● Work to complete
Examine every line of the listing below. Count those containing "usize" and state only the result.

※

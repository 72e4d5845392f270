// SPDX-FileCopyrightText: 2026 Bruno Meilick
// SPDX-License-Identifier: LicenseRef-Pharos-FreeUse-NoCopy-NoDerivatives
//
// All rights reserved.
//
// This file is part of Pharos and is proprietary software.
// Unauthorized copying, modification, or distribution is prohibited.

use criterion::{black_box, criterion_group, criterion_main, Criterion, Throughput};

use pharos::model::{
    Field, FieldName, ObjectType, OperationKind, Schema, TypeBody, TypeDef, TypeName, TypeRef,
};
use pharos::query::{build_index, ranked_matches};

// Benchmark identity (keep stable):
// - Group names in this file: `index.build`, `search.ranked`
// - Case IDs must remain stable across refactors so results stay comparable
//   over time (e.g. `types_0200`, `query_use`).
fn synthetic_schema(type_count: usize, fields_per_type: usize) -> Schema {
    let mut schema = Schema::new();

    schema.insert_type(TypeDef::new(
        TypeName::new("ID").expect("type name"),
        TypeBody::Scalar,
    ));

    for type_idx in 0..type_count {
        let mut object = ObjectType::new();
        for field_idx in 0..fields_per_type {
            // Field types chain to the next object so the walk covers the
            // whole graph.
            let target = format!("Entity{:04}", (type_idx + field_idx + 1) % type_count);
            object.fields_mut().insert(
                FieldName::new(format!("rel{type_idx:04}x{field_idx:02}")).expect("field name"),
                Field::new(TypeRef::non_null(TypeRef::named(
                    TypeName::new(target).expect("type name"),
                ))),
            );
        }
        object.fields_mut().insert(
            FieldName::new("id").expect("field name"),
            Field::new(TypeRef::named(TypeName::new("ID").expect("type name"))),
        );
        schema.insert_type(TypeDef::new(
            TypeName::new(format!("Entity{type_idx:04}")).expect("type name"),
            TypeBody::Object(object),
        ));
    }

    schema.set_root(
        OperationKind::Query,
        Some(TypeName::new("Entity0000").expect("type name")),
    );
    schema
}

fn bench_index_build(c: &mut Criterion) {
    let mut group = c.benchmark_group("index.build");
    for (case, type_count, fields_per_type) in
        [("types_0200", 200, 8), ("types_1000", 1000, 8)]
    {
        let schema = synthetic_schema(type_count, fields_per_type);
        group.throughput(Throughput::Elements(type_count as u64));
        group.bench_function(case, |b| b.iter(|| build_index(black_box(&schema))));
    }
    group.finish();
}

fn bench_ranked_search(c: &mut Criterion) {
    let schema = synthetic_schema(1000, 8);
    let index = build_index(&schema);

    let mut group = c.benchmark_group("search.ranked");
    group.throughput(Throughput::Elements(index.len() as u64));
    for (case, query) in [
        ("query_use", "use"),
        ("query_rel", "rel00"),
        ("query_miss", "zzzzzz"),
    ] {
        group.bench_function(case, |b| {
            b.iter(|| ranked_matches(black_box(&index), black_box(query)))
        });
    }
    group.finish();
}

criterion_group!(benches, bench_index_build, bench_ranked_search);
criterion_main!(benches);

※

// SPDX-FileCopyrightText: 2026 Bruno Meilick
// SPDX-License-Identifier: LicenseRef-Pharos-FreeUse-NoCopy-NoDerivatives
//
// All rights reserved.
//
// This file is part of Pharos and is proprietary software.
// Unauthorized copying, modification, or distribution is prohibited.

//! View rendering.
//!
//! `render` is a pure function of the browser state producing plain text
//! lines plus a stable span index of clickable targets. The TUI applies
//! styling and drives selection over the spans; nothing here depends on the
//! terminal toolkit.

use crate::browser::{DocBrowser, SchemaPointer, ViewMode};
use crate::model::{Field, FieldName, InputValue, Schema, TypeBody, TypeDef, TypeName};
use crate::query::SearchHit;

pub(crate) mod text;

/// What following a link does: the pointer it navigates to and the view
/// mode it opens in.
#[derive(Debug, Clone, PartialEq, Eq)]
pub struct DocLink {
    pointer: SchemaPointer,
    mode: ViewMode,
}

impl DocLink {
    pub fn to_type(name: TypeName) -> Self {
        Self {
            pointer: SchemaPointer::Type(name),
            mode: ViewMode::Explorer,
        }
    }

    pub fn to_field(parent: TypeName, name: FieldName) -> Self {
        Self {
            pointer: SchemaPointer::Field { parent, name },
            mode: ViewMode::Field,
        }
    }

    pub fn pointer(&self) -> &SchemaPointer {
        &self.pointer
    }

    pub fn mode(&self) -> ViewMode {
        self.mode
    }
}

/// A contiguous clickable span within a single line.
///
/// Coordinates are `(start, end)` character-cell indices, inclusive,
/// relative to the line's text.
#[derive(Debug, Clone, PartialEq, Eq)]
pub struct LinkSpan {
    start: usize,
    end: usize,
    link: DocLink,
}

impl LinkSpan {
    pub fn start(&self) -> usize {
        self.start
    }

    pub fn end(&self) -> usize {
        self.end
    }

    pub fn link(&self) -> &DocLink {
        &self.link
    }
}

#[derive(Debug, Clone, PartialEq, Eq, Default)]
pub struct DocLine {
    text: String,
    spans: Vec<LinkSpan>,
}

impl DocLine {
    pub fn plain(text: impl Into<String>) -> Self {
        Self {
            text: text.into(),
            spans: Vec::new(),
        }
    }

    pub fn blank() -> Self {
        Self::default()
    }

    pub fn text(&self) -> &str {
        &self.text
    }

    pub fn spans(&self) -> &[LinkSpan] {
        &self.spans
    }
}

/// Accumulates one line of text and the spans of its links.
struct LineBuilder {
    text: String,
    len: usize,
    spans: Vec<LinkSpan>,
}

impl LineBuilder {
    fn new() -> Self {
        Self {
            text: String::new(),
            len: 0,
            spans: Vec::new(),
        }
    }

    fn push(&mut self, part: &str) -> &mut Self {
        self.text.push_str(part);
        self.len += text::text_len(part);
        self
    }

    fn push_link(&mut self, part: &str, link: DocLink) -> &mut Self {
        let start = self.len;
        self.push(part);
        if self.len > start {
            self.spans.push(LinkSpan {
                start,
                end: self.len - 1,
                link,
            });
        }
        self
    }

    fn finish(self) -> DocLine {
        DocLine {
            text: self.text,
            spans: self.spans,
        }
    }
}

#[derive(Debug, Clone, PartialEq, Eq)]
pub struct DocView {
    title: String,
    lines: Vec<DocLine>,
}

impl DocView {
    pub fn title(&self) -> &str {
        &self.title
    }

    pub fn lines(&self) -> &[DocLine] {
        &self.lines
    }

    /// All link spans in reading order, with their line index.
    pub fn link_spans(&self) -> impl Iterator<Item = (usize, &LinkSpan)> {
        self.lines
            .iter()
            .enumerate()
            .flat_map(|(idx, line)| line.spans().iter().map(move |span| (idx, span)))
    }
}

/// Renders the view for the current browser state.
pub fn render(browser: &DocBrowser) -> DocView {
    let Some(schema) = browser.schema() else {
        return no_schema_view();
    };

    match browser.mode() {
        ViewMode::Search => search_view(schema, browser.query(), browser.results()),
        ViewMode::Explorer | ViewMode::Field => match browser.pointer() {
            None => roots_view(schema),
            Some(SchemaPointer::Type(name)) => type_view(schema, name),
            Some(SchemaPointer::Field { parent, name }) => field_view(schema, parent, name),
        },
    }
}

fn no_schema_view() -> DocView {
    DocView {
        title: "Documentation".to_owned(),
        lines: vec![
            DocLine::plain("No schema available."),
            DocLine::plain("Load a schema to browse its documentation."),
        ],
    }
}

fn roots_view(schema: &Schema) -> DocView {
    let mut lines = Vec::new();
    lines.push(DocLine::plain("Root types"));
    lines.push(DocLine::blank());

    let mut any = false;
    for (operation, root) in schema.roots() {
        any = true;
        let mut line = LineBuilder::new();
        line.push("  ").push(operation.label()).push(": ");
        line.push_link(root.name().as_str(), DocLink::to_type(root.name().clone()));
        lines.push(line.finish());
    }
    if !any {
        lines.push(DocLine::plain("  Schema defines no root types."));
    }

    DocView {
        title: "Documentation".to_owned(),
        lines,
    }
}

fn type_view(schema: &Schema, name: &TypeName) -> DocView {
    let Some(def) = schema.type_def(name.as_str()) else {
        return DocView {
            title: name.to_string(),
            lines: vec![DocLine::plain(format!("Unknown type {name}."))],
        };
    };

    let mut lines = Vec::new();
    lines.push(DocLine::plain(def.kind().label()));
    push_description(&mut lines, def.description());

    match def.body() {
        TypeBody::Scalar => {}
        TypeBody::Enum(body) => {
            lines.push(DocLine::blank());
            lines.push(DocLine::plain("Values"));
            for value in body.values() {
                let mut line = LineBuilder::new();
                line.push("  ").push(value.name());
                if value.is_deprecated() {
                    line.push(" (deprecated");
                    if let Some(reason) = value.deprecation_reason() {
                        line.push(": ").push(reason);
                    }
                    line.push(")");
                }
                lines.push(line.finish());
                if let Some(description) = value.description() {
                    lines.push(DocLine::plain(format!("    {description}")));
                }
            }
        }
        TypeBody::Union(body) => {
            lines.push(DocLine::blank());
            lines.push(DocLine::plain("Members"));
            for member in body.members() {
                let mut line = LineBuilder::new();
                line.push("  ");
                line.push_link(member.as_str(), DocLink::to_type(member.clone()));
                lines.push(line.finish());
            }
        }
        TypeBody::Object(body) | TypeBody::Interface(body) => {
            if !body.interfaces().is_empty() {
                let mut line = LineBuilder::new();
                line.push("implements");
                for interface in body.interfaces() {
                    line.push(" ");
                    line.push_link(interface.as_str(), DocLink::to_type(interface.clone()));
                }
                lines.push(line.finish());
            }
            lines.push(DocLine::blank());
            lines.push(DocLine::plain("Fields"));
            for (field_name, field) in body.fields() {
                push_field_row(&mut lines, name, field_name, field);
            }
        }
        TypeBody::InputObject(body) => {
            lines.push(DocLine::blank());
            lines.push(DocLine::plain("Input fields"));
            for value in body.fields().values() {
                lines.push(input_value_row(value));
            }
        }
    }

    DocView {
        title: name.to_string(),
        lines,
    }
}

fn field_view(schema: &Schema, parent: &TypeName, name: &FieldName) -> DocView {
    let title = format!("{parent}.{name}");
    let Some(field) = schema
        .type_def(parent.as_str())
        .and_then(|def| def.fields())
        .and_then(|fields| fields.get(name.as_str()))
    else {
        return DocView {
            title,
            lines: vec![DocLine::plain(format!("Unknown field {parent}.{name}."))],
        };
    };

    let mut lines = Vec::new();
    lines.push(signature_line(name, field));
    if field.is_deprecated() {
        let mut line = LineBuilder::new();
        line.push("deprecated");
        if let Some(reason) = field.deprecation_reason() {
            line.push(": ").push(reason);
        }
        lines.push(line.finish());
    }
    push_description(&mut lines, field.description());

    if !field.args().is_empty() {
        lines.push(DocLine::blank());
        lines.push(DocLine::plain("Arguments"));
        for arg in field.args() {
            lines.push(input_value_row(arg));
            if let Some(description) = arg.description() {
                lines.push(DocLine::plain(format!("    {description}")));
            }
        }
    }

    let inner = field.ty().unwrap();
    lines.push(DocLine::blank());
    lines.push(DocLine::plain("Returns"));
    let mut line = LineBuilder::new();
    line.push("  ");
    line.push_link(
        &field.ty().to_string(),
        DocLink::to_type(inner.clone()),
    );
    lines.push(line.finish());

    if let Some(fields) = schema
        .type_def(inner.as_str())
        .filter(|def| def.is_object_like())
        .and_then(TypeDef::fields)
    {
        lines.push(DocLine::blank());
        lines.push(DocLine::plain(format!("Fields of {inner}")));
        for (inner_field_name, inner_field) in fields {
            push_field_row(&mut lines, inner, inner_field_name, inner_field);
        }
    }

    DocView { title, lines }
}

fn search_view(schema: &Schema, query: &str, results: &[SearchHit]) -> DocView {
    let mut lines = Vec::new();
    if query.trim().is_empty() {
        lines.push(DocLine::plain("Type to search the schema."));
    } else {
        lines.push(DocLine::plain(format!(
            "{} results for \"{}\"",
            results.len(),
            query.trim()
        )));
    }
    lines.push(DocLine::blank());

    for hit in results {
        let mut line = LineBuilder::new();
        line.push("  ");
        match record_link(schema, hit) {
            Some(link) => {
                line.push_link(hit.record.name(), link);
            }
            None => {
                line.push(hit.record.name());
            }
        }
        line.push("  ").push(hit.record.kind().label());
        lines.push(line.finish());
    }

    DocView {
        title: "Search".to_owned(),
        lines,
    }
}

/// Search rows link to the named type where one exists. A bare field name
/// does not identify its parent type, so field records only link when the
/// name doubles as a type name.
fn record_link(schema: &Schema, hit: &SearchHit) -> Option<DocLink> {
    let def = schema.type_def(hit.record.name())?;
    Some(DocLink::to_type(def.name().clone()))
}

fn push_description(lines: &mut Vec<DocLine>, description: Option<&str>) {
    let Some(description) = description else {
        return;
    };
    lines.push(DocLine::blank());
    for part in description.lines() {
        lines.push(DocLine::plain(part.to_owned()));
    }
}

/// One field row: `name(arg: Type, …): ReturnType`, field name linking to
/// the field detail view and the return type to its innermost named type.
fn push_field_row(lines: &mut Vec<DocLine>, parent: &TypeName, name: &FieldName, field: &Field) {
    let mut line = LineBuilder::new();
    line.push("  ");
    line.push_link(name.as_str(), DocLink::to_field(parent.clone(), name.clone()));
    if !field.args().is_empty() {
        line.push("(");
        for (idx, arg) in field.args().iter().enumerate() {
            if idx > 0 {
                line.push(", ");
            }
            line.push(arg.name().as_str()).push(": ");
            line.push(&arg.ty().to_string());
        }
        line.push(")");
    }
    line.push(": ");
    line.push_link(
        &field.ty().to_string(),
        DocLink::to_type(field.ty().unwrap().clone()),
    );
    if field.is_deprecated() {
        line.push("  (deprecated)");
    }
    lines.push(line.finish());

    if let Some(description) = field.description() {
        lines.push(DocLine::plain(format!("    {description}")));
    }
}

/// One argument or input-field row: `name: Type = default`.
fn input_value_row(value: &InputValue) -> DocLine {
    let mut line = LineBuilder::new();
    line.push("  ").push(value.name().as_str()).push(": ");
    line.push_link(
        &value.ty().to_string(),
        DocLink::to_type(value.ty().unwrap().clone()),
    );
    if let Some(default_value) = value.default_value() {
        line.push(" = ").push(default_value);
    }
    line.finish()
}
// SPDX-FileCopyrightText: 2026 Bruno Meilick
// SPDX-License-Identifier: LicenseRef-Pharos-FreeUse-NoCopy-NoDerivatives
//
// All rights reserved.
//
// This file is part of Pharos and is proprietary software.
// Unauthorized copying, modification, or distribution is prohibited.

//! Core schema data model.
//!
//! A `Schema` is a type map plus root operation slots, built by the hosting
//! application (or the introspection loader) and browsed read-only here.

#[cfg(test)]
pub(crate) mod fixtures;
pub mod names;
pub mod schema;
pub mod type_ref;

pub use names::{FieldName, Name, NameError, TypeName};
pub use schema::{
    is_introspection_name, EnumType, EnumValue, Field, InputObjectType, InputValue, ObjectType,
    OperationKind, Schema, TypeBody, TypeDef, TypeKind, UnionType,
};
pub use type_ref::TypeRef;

※

● Response to this exercise
7